Un criado con una chaqueta de tartán verde se inclinó para servirle el vino, que se balanceaba en el vaso en un rubí intenso, el sensual color oscuro de la… sangre.
Sólo entonces miró a Che y lo que vio en su rostro la hizo volver a su juicio de manera brusca.
Diez años atrás La Mano de Dios había envenenado a Leila con éxito por primera y última vez.
Había sido parte de sus lecciones, como le explicó más tarde. Le había estado enseñando por meses las sutilezas de los venenos, las texturas, los sabores, los olores invisibles de la cicuta o la belladona o el acónito. Al menos esperó hasta que tuvo catorce años; para entonces Leila ya había pasado por los rigores de la esgrima, el tiro y las bases del combate. Ella suponía que haber esperado significó una amabilidad de su parte.
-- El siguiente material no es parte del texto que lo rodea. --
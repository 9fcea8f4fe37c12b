//! Configuration-owned entities: agents, tools and workflows
//!
//! These are immutable during a turn. They are loaded from the built-in
//! catalog and the configuration file, never from conversations.

use serde::{Deserialize, Serialize};
use std::collections::{BTreeSet, HashMap};

/// Capability flag that enables retrieval before the first provider call
pub const CAPABILITY_RAG: &str = "rag";

/// A named agent configuration that can take a conversational turn
#[derive(Debug, Clone, PartialEq, Serialize, Deserialize)]
pub struct Agent {
    /// Unique slug (e.g. `legal-research`)
    pub slug: String,

    /// Display name
    pub name: String,

    #[serde(default)]
    pub description: String,

    /// Model identifier passed to the LLM provider
    pub model: String,

    pub system_prompt: String,

    #[serde(default)]
    pub capabilities: BTreeSet<String>,

    /// Tool slugs this agent exposes to the model
    #[serde(default)]
    pub tools: Vec<String>,

    #[serde(default)]
    pub config: AgentSettings,

    #[serde(default = "default_true")]
    pub is_active: bool,
}

/// Per-agent overrides of the execution defaults
#[derive(Debug, Clone, Default, PartialEq, Serialize, Deserialize)]
pub struct AgentSettings {
    #[serde(default, skip_serializing_if = "Option::is_none")]
    pub max_tool_iterations: Option<usize>,

    #[serde(default, skip_serializing_if = "Option::is_none")]
    pub turn_timeout_secs: Option<u64>,

    #[serde(default, skip_serializing_if = "Option::is_none")]
    pub temperature: Option<f32>,

    /// Number of sources retrieved for RAG-capable agents
    #[serde(default, skip_serializing_if = "Option::is_none")]
    pub retrieval_top_k: Option<usize>,
}

impl Agent {
    /// Check whether the agent declares a capability
    pub fn has_capability(&self, capability: &str) -> bool {
        self.capabilities.contains(capability)
    }
}

/// A callable capability with a declared parameter schema
#[derive(Debug, Clone, PartialEq, Serialize, Deserialize)]
pub struct Tool {
    /// Unique slug used for dispatch
    pub slug: String,

    pub name: String,

    #[serde(default)]
    pub description: String,

    /// Name the model uses when requesting the tool
    pub function_name: String,

    /// JSON Schema for the call parameters
    pub parameters_schema: serde_json::Value,

    #[serde(default)]
    pub requires_auth: bool,

    /// Agents permitted to call the tool; `None` means all agents
    #[serde(default)]
    pub allowed_agents: Option<Vec<String>>,

    #[serde(default = "default_true")]
    pub is_active: bool,
}

impl Tool {
    /// A tool is allowed for an agent if `allowed_agents` is unset or lists the agent
    pub fn is_allowed_for(&self, agent_slug: &str) -> bool {
        match &self.allowed_agents {
            None => true,
            Some(agents) => agents.iter().any(|a| a == agent_slug),
        }
    }
}

/// Ordered sequence of agents executed in series
#[derive(Debug, Clone, PartialEq, Serialize, Deserialize)]
pub struct Workflow {
    pub slug: String,

    pub name: String,

    #[serde(default)]
    pub description: String,

    /// Agent slugs in execution order
    pub agent_sequence: Vec<String>,

    /// Step settings keyed by agent slug
    #[serde(default)]
    pub steps: HashMap<String, StepConfig>,

    #[serde(default = "default_true")]
    pub is_active: bool,
}

/// Settings applied to one workflow step
#[derive(Debug, Clone, Default, PartialEq, Serialize, Deserialize)]
pub struct StepConfig {
    /// Extra instructions prepended to the step input
    #[serde(default, skip_serializing_if = "Option::is_none")]
    pub instructions: Option<String>,

    #[serde(default, skip_serializing_if = "Option::is_none")]
    pub max_tool_iterations: Option<usize>,
}

impl Workflow {
    /// Settings for the given agent's step, if any
    pub fn step_config(&self, agent_slug: &str) -> Option<&StepConfig> {
        self.steps.get(agent_slug)
    }

    pub fn len(&self) -> usize {
        self.agent_sequence.len()
    }

    pub fn is_empty(&self) -> bool {
        self.agent_sequence.is_empty()
    }
}

fn default_true() -> bool {
    true
}
impl AgentExecutor {
    pub fn new(
        provider: Arc<dyn LlmProvider>,
        invoker: ToolInvoker,
        conversations: Arc<dyn ConversationStore>,
        ledger: Arc<dyn ExecutionLedger>,
    ) -> Self {
        Self {
            provider,
            invoker,
            retriever: None,
            conversations,
            ledger,
            config: ExecutorConfig::default(),
        }
    }

    pub fn with_retriever(mut self, retriever: RagRetriever) -> Self {
        self.retriever = Some(retriever);
        self
    }

    pub fn with_config(mut self, config: ExecutorConfig) -> Self {
        self.config = config;
        self
    }

    pub fn config(&self) -> &ExecutorConfig {
        &self.config
    }

    pub fn conversations(&self) -> &Arc<dyn ConversationStore> {
        &self.conversations
    }

    pub fn ledger(&self) -> &Arc<dyn ExecutionLedger> {
        &self.ledger
    }

    /// Request override, then agent setting, then executor default
    fn budget_for(&self, agent: &Agent, request: &TurnRequest) -> TurnBudget {
        let mut budget = self.config.budget;
        if let Some(max) = request.max_tool_iterations.or(agent.config.max_tool_iterations) {
            budget.max_tool_iterations = max;
        }
        if let Some(time) = request
            .time_budget
            .or_else(|| agent.config.turn_timeout_secs.map(Duration::from_secs))
        {
            budget.time_budget = time;
        }
        budget
    }

    /// Run a turn without events or cancellation
    pub async fn run_turn(&self, agent: &Agent, request: TurnRequest) -> Result<TurnOutcome> {
        self.run(agent, request, &EventSink::disabled(), CancelToken::never())
            .await
    }

    /// Run one turn of `agent`
    pub async fn run(
        &self,
        agent: &Agent,
        request: TurnRequest,
        events: &EventSink,
        mut cancel: CancelToken,
    ) -> Result<TurnOutcome> {
        if !agent.is_active {
            return Err(AgentError::not_found("Agent", &agent.slug));
        }
        if request.input.trim().is_empty() {
            return Err(AgentError::Validation("turn input is empty".to_string()));
        }
        let conversation = self.conversations.get(request.conversation_id).await?;
        if !conversation.is_active {
            return Err(AgentError::not_found(
                "Conversation",
                request.conversation_id.to_string(),
            ));
        }

        let mut context =
            TurnContext::with_history_limit(&agent.system_prompt, self.config.max_history_messages);
        if request.include_history {
            let history = self
                .conversations
                .list_messages(request.conversation_id)
                .await?;
            context.load_history(&history);
        }
        if request.persist_input {
            self.conversations
                .append_message(request.conversation_id, NewMessage::user(&request.input))
                .await?;
        }

        let execution = self
            .ledger
            .start(NewExecution {
                conversation_id: request.conversation_id,
                agent_slug: agent.slug.clone(),
                workflow_slug: request.workflow_slug.clone(),
                step_index: request.step_index,
                input: request.input.clone(),
            })
            .await?;
        let started = Instant::now();
        let mut guard = ExecutionGuard {
            ledger: self.ledger.clone(),
            execution_id: execution.id,
            started,
            armed: true,
        };

        let budget = self.budget_for(agent, &request);
        info!(
            execution_id = %execution.id,
            agent = %agent.slug,
            workflow = request.workflow_slug.as_deref().unwrap_or("-"),
            max_rounds = budget.max_tool_iterations,
            time_budget_ms = budget.time_budget.as_millis() as u64,
            "agent turn started"
        );
        events.emit(TurnEvent::ExecutionStarted {
            execution_id: execution.id,
            agent_slug: agent.slug.clone(),
            step_index: request.step_index,
        });

        let mut progress = TurnProgress::default();
        let result = tokio::select! {
            biased;
            _ = cancel.cancelled() => {
                Err(AgentError::Cancelled("turn cancelled by caller".to_string()))
            }
            result = self.drive(agent, &request, budget, context, &mut progress, events) => result,
        };

        let outcome = match result {
            Ok(completion) => {
                self.finish_success(agent, &request, execution.id, started, completion, &mut progress, events)
                    .await
            }
            Err(e) => Err(e),
        };
        let outcome = match outcome {
            Ok(outcome) => Ok(outcome),
            Err(e) => Err(self
                .finish_failure(agent, &request, execution.id, started, e, &progress, events)
                .await),
        };
        guard.disarm();
        outcome
    }

    /// The provider/tool loop; returns the final completion
    async fn drive(
        &self,
        agent: &Agent,
        request: &TurnRequest,
        budget: TurnBudget,
        mut context: TurnContext,
        progress: &mut TurnProgress,
        events: &EventSink,
    ) -> Result<Completion> {
        let mut tracker = TurnBudgetTracker::with_budget(budget);

        if agent.has_capability(CAPABILITY_RAG) {
            if let Some(retriever) = &self.retriever {
                let top_k = agent
                    .config
                    .retrieval_top_k
                    .unwrap_or(retriever.config().top_k);
                let remaining = tracker.check_deadline()?;
                let retrieved = tokio::time::timeout(
                    remaining,
                    retriever.retrieve(&request.input, &SearchFilter::default(), top_k),
                )
                .await
                .map_err(|_| tracker.timeout_error())??;

                events.emit(TurnEvent::RetrievalFinished {
                    sources: retrieved.sources.len(),
                });
                if !retrieved.is_empty() {
                    context.add_system(format!(
                        "Relevant sources from the knowledge base:\n\n{}",
                        retrieved.context_summary
                    ));
                    progress.citations.extend(retrieved.citations());
                }
            }
        }

        context.push(ChatMessage::user(&request.input));
        let tools = self.invoker.registry().definitions_for(agent);
        let caller = CallerIdentity::new(request.user_id.clone(), &agent.slug)
            .with_conversation(request.conversation_id);

        loop {
            let round = tracker.begin_round()?;
            events.emit(TurnEvent::ProviderRound {
                round,
                max_rounds: tracker.allocated_rounds(),
            });
            if let Some(warning) = tracker.check_warning() {
                debug!(agent = %agent.slug, ?warning, "turn budget warning");
            }

            let completion = self.complete(agent, &context, &tools, &tracker).await?;
            progress.tokens_used += completion.tokens_used;
            debug!(
                agent = %agent.slug,
                round,
                tokens = completion.tokens_used,
                tool_calls = completion.tool_calls.len(),
                "provider responded"
            );

            if !completion.requests_tools() {
                return Ok(completion);
            }
            if tracker.is_exhausted() {
                return Err(AgentError::BudgetExceeded(TOOL_BUDGET_EXCEEDED.to_string()));
            }

            let registry = self.invoker.registry();
            let records: Vec<ToolCallRecord> = completion
                .tool_calls
                .iter()
                .map(|call| ToolCallRecord {
                    id: call.id.clone(),
                    tool_slug: registry
                        .slug_for_function(&call.name)
                        .unwrap_or(&call.name)
                        .to_string(),
                    arguments: call.arguments.clone(),
                })
                .collect();
            for record in &records {
                events.emit(TurnEvent::ToolCallStarted {
                    call_id: record.id.clone(),
                    tool_slug: record.tool_slug.clone(),
                });
            }

            let remaining = tracker.check_deadline()?;
            let invocations = records
                .iter()
                .map(|r| (r.tool_slug.clone(), r.arguments.clone()))
                .collect();
            let results = tokio::time::timeout(remaining, self.invoker.invoke_all(invocations, &caller))
                .await
                .map_err(|_| tracker.timeout_error())?;

            context.push(ChatMessage::assistant_with_calls(
                &completion.content,
                completion.tool_calls.clone(),
            ));
            for ((call, record), result) in completion.tool_calls.iter().zip(records).zip(results) {
                events.emit(TurnEvent::ToolCallFinished {
                    call_id: record.id.clone(),
                    tool_slug: record.tool_slug.clone(),
                    success: result.success,
                    duration_ms: result.duration_ms,
                });
                context.push(ChatMessage::tool(call, result.to_model_content()));
                progress.record(record, result);
            }
        }
    }

    /// One provider call with per-call timeout and retry, bounded by the turn deadline
    async fn complete(
        &self,
        agent: &Agent,
        context: &TurnContext,
        tools: &[ToolDefinition],
        tracker: &TurnBudgetTracker,
    ) -> Result<Completion> {
        let remaining = tracker.check_deadline()?;
        let request = CompletionRequest {
            model: agent.model.clone(),
            messages: context.messages(),
            tools: tools.to_vec(),
            temperature: agent.config.temperature,
        };
        let per_call = self.config.provider_call_timeout;
        let provider = &self.provider;

        let attempt = self.config.retry.execute_with_retry("llm_complete", || {
            let request = request.clone();
            async move {
                tokio::time::timeout(per_call, provider.complete(request))
                    .await
                    .map_err(|_| AgentError::Timeout {
                        duration_ms: per_call.as_millis() as u64,
                    })?
            }
        });

        tokio::time::timeout(remaining, attempt)
            .await
            .map_err(|_| tracker.timeout_error())?
    }

    #[allow(clippy::too_many_arguments)]
    async fn finish_success(
        &self,
        agent: &Agent,
        request: &TurnRequest,
        execution_id: Uuid,
        started: Instant,
        completion: Completion,
        progress: &mut TurnProgress,
        events: &EventSink,
    ) -> Result<TurnOutcome> {
        let mut message = NewMessage::assistant(
            completion.content.clone(),
            agent.slug.clone(),
            progress.tokens_used,
        );
        message.tool_calls = progress.tool_calls.iter().map(|c| c.call.clone()).collect();
        message.tool_results = progress.tool_calls.iter().map(|c| c.result.clone()).collect();
        message.finish_reason = completion.finish_reason.clone();
        message.citations = progress.unique_citations();

        let stored = self
            .conversations
            .append_message(request.conversation_id, message)
            .await?;
        progress.charged = true;

        let duration_ms = started.elapsed().as_millis() as u64;
        self.ledger
            .complete(
                execution_id,
                ExecutionOutcome::Completed {
                    output: completion.content.clone(),
                    tool_calls: progress.tool_calls.clone(),
                    tokens_used: progress.tokens_used,
                    duration_ms,
                },
            )
            .await?;

        info!(
            %execution_id,
            agent = %agent.slug,
            tokens = progress.tokens_used,
            tool_calls = progress.tool_calls.len(),
            citations = stored.citations.len(),
            duration_ms,
            "agent turn completed"
        );
        events.emit(TurnEvent::Completed {
            execution_id,
            output: completion.content.clone(),
            tokens_used: progress.tokens_used,
        });

        Ok(TurnOutcome {
            execution_id,
            output: completion.content,
            tokens_used: progress.tokens_used,
            tool_calls: progress.tool_calls.clone(),
            citations: stored.citations.clone(),
            message: stored,
        })
    }

    /// Close the row as failed, note the failure in the transcript and
    /// build the structured error
    #[allow(clippy::too_many_arguments)]
    async fn finish_failure(
        &self,
        agent: &Agent,
        request: &TurnRequest,
        execution_id: Uuid,
        started: Instant,
        error: AgentError,
        progress: &TurnProgress,
        events: &EventSink,
    ) -> AgentError {
        let message = error.to_string();
        let kind = error.kind();
        let duration_ms = started.elapsed().as_millis() as u64;
        warn!(
            %execution_id,
            agent = %agent.slug,
            kind = %kind,
            error = %message,
            duration_ms,
            "agent turn failed"
        );

        if let Err(e) = self
            .ledger
            .complete(
                execution_id,
                ExecutionOutcome::Failed {
                    error_message: message.clone(),
                    tool_calls: progress.tool_calls.clone(),
                    tokens_used: progress.tokens_used,
                    duration_ms,
                },
            )
            .await
        {
            error!(%execution_id, error = %e, "failed to close execution");
        }

        let note_tokens = if progress.charged { 0 } else { progress.tokens_used };
        let mut note = NewMessage::system(
            format!("Agent '{}' failed: {}", agent.slug, message),
            note_tokens,
        );
        note.agent_slug = Some(agent.slug.clone());
        note.finish_reason = Some(FAILURE_FINISH_REASON.to_string());
        if let Err(e) = self
            .conversations
            .append_message(request.conversation_id, note)
            .await
        {
            warn!(%execution_id, error = %e, "failed to record failure in conversation");
        }

        events.emit(TurnEvent::Failed {
            execution_id,
            kind,
            message: message.clone(),
        });

        ExecutionFailure {
            execution_id,
            agent_slug: agent.slug.clone(),
            workflow_slug: request.workflow_slug.clone(),
            step_index: request.step_index,
            kind,
            message,
            tokens_used: progress.tokens_used,
        }
        .into()
    }
}
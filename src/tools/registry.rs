//! Tool registry with JSON schemas
//!
//! Maps a stable tool slug to its configuration, its executable
//! capability and the compiled validator for its parameter schema.

use crate::errors::{AgentError, Result};
use crate::llm::ToolDefinition;
use crate::tools::types::ToolCapability;
use crate::types::{Agent, Tool};
use std::collections::HashMap;
use std::fmt;
use std::sync::Arc;

/// A registered tool
#[derive(Clone)]
pub struct RegisteredTool {
    pub tool: Tool,
    pub capability: Arc<dyn ToolCapability>,
    validator: Arc<jsonschema::Validator>,
}

impl RegisteredTool {
    /// Validate parameters, returning every violation in one message
    pub fn validate(&self, params: &serde_json::Value) -> Result<()> {
        let errors: Vec<String> = self
            .validator
            .iter_errors(params)
            .map(|e| e.to_string())
            .collect();
        if errors.is_empty() {
            Ok(())
        } else {
            Err(AgentError::Validation(format!(
                "invalid parameters for '{}': {}",
                self.tool.slug,
                errors.join("; ")
            )))
        }
    }

    pub fn definition(&self) -> ToolDefinition {
        ToolDefinition {
            name: self.tool.function_name.clone(),
            description: self.tool.description.clone(),
            parameters: self.tool.parameters_schema.clone(),
        }
    }
}

impl fmt::Debug for RegisteredTool {
    fn fmt(&self, f: &mut fmt::Formatter<'_>) -> fmt::Result {
        f.debug_struct("RegisteredTool")
            .field("tool", &self.tool)
            .finish_non_exhaustive()
    }
}

/// Tool registry
#[derive(Debug, Clone, Default)]
pub struct ToolRegistry {
    /// Map of tool slug to registration
    tools: HashMap<String, RegisteredTool>,
}

impl ToolRegistry {
    pub fn new() -> Self {
        Self::default()
    }

    /// Register a tool; replaces an existing registration with the same slug
    pub fn register(&mut self, tool: Tool, capability: Arc<dyn ToolCapability>) -> Result<()> {
        let validator = jsonschema::draft202012::new(&tool.parameters_schema).map_err(|e| {
            AgentError::Validation(format!("invalid schema for tool '{}': {}", tool.slug, e))
        })?;

        if let Some(existing) = self
            .tools
            .values()
            .find(|t| t.tool.function_name == tool.function_name && t.tool.slug != tool.slug)
        {
            return Err(AgentError::Validation(format!(
                "function name '{}' already used by tool '{}'",
                tool.function_name, existing.tool.slug
            )));
        }

        self.tools.insert(
            tool.slug.clone(),
            RegisteredTool {
                tool,
                capability,
                validator: Arc::new(validator),
            },
        );
        Ok(())
    }

    /// Get a tool by slug, active or not
    pub fn get(&self, slug: &str) -> Option<&RegisteredTool> {
        self.tools.get(slug)
    }

    /// Resolve the slug of the tool the model requested by function name
    pub fn slug_for_function(&self, function_name: &str) -> Option<&str> {
        self.tools
            .values()
            .find(|t| t.tool.function_name == function_name)
            .map(|t| t.tool.slug.as_str())
    }

    /// Definitions exposed to an agent: its tools that are active and allow it
    pub fn definitions_for(&self, agent: &Agent) -> Vec<ToolDefinition> {
        agent
            .tools
            .iter()
            .filter_map(|slug| self.tools.get(slug))
            .filter(|t| t.tool.is_active && t.tool.is_allowed_for(&agent.slug))
            .map(RegisteredTool::definition)
            .collect()
    }

    /// All registered tools, sorted by slug
    pub fn list(&self) -> Vec<&Tool> {
        let mut tools: Vec<&Tool> = self.tools.values().map(|t| &t.tool).collect();
        tools.sort_by(|a, b| a.slug.cmp(&b.slug));
        tools
    }

    /// Mark a tool active or inactive
    pub fn set_active(&mut self, slug: &str, active: bool) -> Result<()> {
        let entry = self
            .tools
            .get_mut(slug)
            .ok_or_else(|| AgentError::not_found("Tool", slug))?;
        entry.tool.is_active = active;
        Ok(())
    }

    pub fn contains(&self, slug: &str) -> bool {
        self.tools.contains_key(slug)
    }

    pub fn len(&self) -> usize {
        self.tools.len()
    }

    pub fn is_empty(&self) -> bool {
        self.tools.is_empty()
    }
}
//! Error types for the lexflow engine
//!
//! Provides the error taxonomy shared by the executor, tool invoker,
//! retriever, workflow engine and persistence layers.

use serde::{Deserialize, Serialize};
use std::fmt;
use thiserror::Error;
use uuid::Uuid;

/// Main error type for the agent engine
#[derive(Error, Debug)]
pub enum AgentError {
    /// Referenced agent, tool, workflow, conversation or entry is missing or inactive
    #[error("{entity} not found: {id}")]
    NotFound { entity: String, id: String },

    /// Parameters or references failed validation
    #[error("Validation error: {0}")]
    Validation(String),

    /// Caller or agent is not allowed to perform the operation
    #[error("Permission denied: {0}")]
    Permission(String),

    /// LLM or embedding provider failure
    #[error("Provider error: {0}")]
    Provider(String),

    /// Tool-call iteration budget exhausted
    #[error("{0}")]
    BudgetExceeded(String),

    /// Timeout errors
    #[error("Operation timed out after {duration_ms}ms")]
    Timeout { duration_ms: u64 },

    /// Turn cancelled by the caller
    #[error("Execution cancelled: {0}")]
    Cancelled(String),

    /// State machine transition errors
    #[error("Invalid state transition from {from} to {to}: {reason}")]
    InvalidTransition {
        from: String,
        to: String,
        reason: String,
    },

    /// Structured failure of a recorded execution
    #[error("{0}")]
    ExecutionFailed(Box<ExecutionFailure>),

    /// HTTP client errors
    #[error("HTTP request failed: {0}")]
    Http(#[from] reqwest::Error),

    /// Serialization errors
    #[error("Serialization error: {0}")]
    Serialization(#[from] serde_json::Error),

    /// Persistence errors
    #[error("Storage error: {0}")]
    Storage(String),

    /// I/O errors
    #[error("I/O error: {0}")]
    Io(#[from] std::io::Error),

    /// Configuration errors
    #[error("Configuration error: {0}")]
    Config(String),

    /// Generic errors with context
    #[error("Agent error: {0}")]
    Generic(String),
}

/// Result type alias for engine operations
pub type Result<T> = std::result::Result<T, AgentError>;

/// Stable error category, safe to persist and expose to callers
#[derive(Debug, Clone, Copy, PartialEq, Eq, Hash, Serialize, Deserialize)]
#[serde(rename_all = "snake_case")]
pub enum ErrorKind {
    NotFound,
    Validation,
    Permission,
    Provider,
    BudgetExceeded,
    Timeout,
    Cancelled,
    Internal,
}

impl fmt::Display for ErrorKind {
    fn fmt(&self, f: &mut fmt::Formatter<'_>) -> fmt::Result {
        let name = match self {
            ErrorKind::NotFound => "not_found",
            ErrorKind::Validation => "validation",
            ErrorKind::Permission => "permission",
            ErrorKind::Provider => "provider",
            ErrorKind::BudgetExceeded => "budget_exceeded",
            ErrorKind::Timeout => "timeout",
            ErrorKind::Cancelled => "cancelled",
            ErrorKind::Internal => "internal",
        };
        f.write_str(name)
    }
}

/// Failure descriptor returned when a recorded execution fails.
///
/// Carries enough context (execution id, failing step, message) for a
/// caller to display the failure or trigger a retry.
#[derive(Debug, Clone, PartialEq, Serialize, Deserialize)]
pub struct ExecutionFailure {
    pub execution_id: Uuid,
    pub agent_slug: String,
    pub workflow_slug: Option<String>,
    pub step_index: Option<usize>,
    pub kind: ErrorKind,
    pub message: String,
    pub tokens_used: u64,
}

impl fmt::Display for ExecutionFailure {
    fn fmt(&self, f: &mut fmt::Formatter<'_>) -> fmt::Result {
        write!(
            f,
            "execution {} of agent '{}' failed ({}): {}",
            self.execution_id, self.agent_slug, self.kind, self.message
        )?;
        if let (Some(workflow), Some(step)) = (&self.workflow_slug, self.step_index) {
            write!(f, " [workflow '{}' step {}]", workflow, step + 1)?;
        }
        Ok(())
    }
}

impl AgentError {
    /// Shorthand for a missing entity
    pub fn not_found(entity: impl Into<String>, id: impl Into<String>) -> Self {
        AgentError::NotFound {
            entity: entity.into(),
            id: id.into(),
        }
    }

    /// Classify the error into the stable taxonomy
    pub fn kind(&self) -> ErrorKind {
        match self {
            AgentError::NotFound { .. } => ErrorKind::NotFound,
            AgentError::Validation(_) => ErrorKind::Validation,
            AgentError::Permission(_) => ErrorKind::Permission,
            AgentError::Provider(_) | AgentError::Http(_) => ErrorKind::Provider,
            AgentError::BudgetExceeded(_) => ErrorKind::BudgetExceeded,
            AgentError::Timeout { .. } => ErrorKind::Timeout,
            AgentError::Cancelled(_) => ErrorKind::Cancelled,
            AgentError::ExecutionFailed(failure) => failure.kind,
            AgentError::InvalidTransition { .. }
            | AgentError::Serialization(_)
            | AgentError::Storage(_)
            | AgentError::Io(_)
            | AgentError::Config(_)
            | AgentError::Generic(_) => ErrorKind::Internal,
        }
    }

    /// Whether a bounded retry may succeed (transient provider failures only)
    pub fn is_retryable(&self) -> bool {
        matches!(
            self,
            AgentError::Provider(_) | AgentError::Http(_) | AgentError::Timeout { .. }
        )
    }

    /// Structured failure descriptor, if this error came from a recorded execution
    pub fn execution_failure(&self) -> Option<&ExecutionFailure> {
        match self {
            AgentError::ExecutionFailed(failure) => Some(failure),
            _ => None,
        }
    }
}

impl From<ExecutionFailure> for AgentError {
    fn from(failure: ExecutionFailure) -> Self {
        AgentError::ExecutionFailed(Box::new(failure))
    }
}

impl From<rusqlite::Error> for AgentError {
    fn from(err: rusqlite::Error) -> Self {
        AgentError::Storage(err.to_string())
    }
}

impl From<r2d2::Error> for AgentError {
    fn from(err: r2d2::Error) -> Self {
        AgentError::Storage(format!("connection pool: {}", err))
    }
}

impl From<bincode::Error> for AgentError {
    fn from(err: bincode::Error) -> Self {
        AgentError::Storage(format!("embedding encoding: {}", err))
    }
}

/// Convert anyhow errors to AgentError
impl From<anyhow::Error> for AgentError {
    fn from(err: anyhow::Error) -> Self {
        AgentError::Generic(err.to_string())
    }
}
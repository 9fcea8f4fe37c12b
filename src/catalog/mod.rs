//! Agent and workflow catalog
//!
//! Owns the configured agents and workflows. Lookups only return active
//! entries; inactive ones are reported as not found.

pub mod defaults;

pub use defaults::{
    builtin_agents, builtin_workflows, CASE_STRATEGY, DOCUMENT_ANALYZER, FULL_CASE_ANALYSIS,
    LEGAL_RESEARCH, PETITION_WRITER,
};

use crate::errors::{AgentError, Result};
use crate::types::{Agent, Workflow};
use std::collections::HashMap;
use tracing::debug;

#[derive(Debug, Clone, Default)]
pub struct AgentCatalog {
    agents: HashMap<String, Agent>,
    workflows: HashMap<String, Workflow>,
}

impl AgentCatalog {
    pub fn new() -> Self {
        Self::default()
    }

    /// Catalog holding the built-in agents and workflows
    pub fn builtin() -> Self {
        let mut catalog = Self::new();
        for agent in builtin_agents() {
            catalog.upsert_agent(agent);
        }
        for workflow in builtin_workflows() {
            catalog.upsert_workflow(workflow);
        }
        catalog
    }

    /// Add or replace an agent
    pub fn upsert_agent(&mut self, agent: Agent) {
        debug!(agent = %agent.slug, "catalog agent registered");
        self.agents.insert(agent.slug.clone(), agent);
    }

    /// Add or replace a workflow
    pub fn upsert_workflow(&mut self, workflow: Workflow) {
        debug!(workflow = %workflow.slug, "catalog workflow registered");
        self.workflows.insert(workflow.slug.clone(), workflow);
    }

    /// Active agent by slug
    pub fn agent(&self, slug: &str) -> Result<&Agent> {
        self.agents
            .get(slug)
            .filter(|a| a.is_active)
            .ok_or_else(|| AgentError::not_found("Agent", slug))
    }

    /// Active workflow by slug
    pub fn workflow(&self, slug: &str) -> Result<&Workflow> {
        self.workflows
            .get(slug)
            .filter(|w| w.is_active)
            .ok_or_else(|| AgentError::not_found("Workflow", slug))
    }

    /// Agents of an active workflow in step order
    pub fn resolve_sequence(&self, workflow: &Workflow) -> Result<Vec<&Agent>> {
        if workflow.is_empty() {
            return Err(AgentError::Validation(format!(
                "workflow '{}' has no steps",
                workflow.slug
            )));
        }
        workflow
            .agent_sequence
            .iter()
            .map(|slug| {
                self.agent(slug).map_err(|_| {
                    AgentError::Validation(format!(
                        "workflow '{}' references unknown or inactive agent '{}'",
                        workflow.slug, slug
                    ))
                })
            })
            .collect()
    }

    /// Active agents sorted by slug
    pub fn list_agents(&self) -> Vec<&Agent> {
        let mut agents: Vec<&Agent> = self.agents.values().filter(|a| a.is_active).collect();
        agents.sort_by(|a, b| a.slug.cmp(&b.slug));
        agents
    }

    /// Active workflows sorted by slug
    pub fn list_workflows(&self) -> Vec<&Workflow> {
        let mut workflows: Vec<&Workflow> =
            self.workflows.values().filter(|w| w.is_active).collect();
        workflows.sort_by(|a, b| a.slug.cmp(&b.slug));
        workflows
    }

    /// Check that every active workflow resolves
    pub fn validate(&self) -> Result<()> {
        for workflow in self.list_workflows() {
            self.resolve_sequence(workflow)?;
        }
        Ok(())
    }
}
Sucedió una noche durante la cena en su casa de Madrid. Ella había aceptado la leche que le había servido sin cuestionar, como lo había hecho cientos de otras noches. Habían pasado el día en su laboratorio, dividieron químicos y quemaron aceites para obtener sus esencias. La mano de ella estaba entumecida de garabatear notas y ya tenía dolor de cabeza por los olores persistentes del trabajo. Como aumentó durante el transcurso de la comida, no lo relacionó. No al principio.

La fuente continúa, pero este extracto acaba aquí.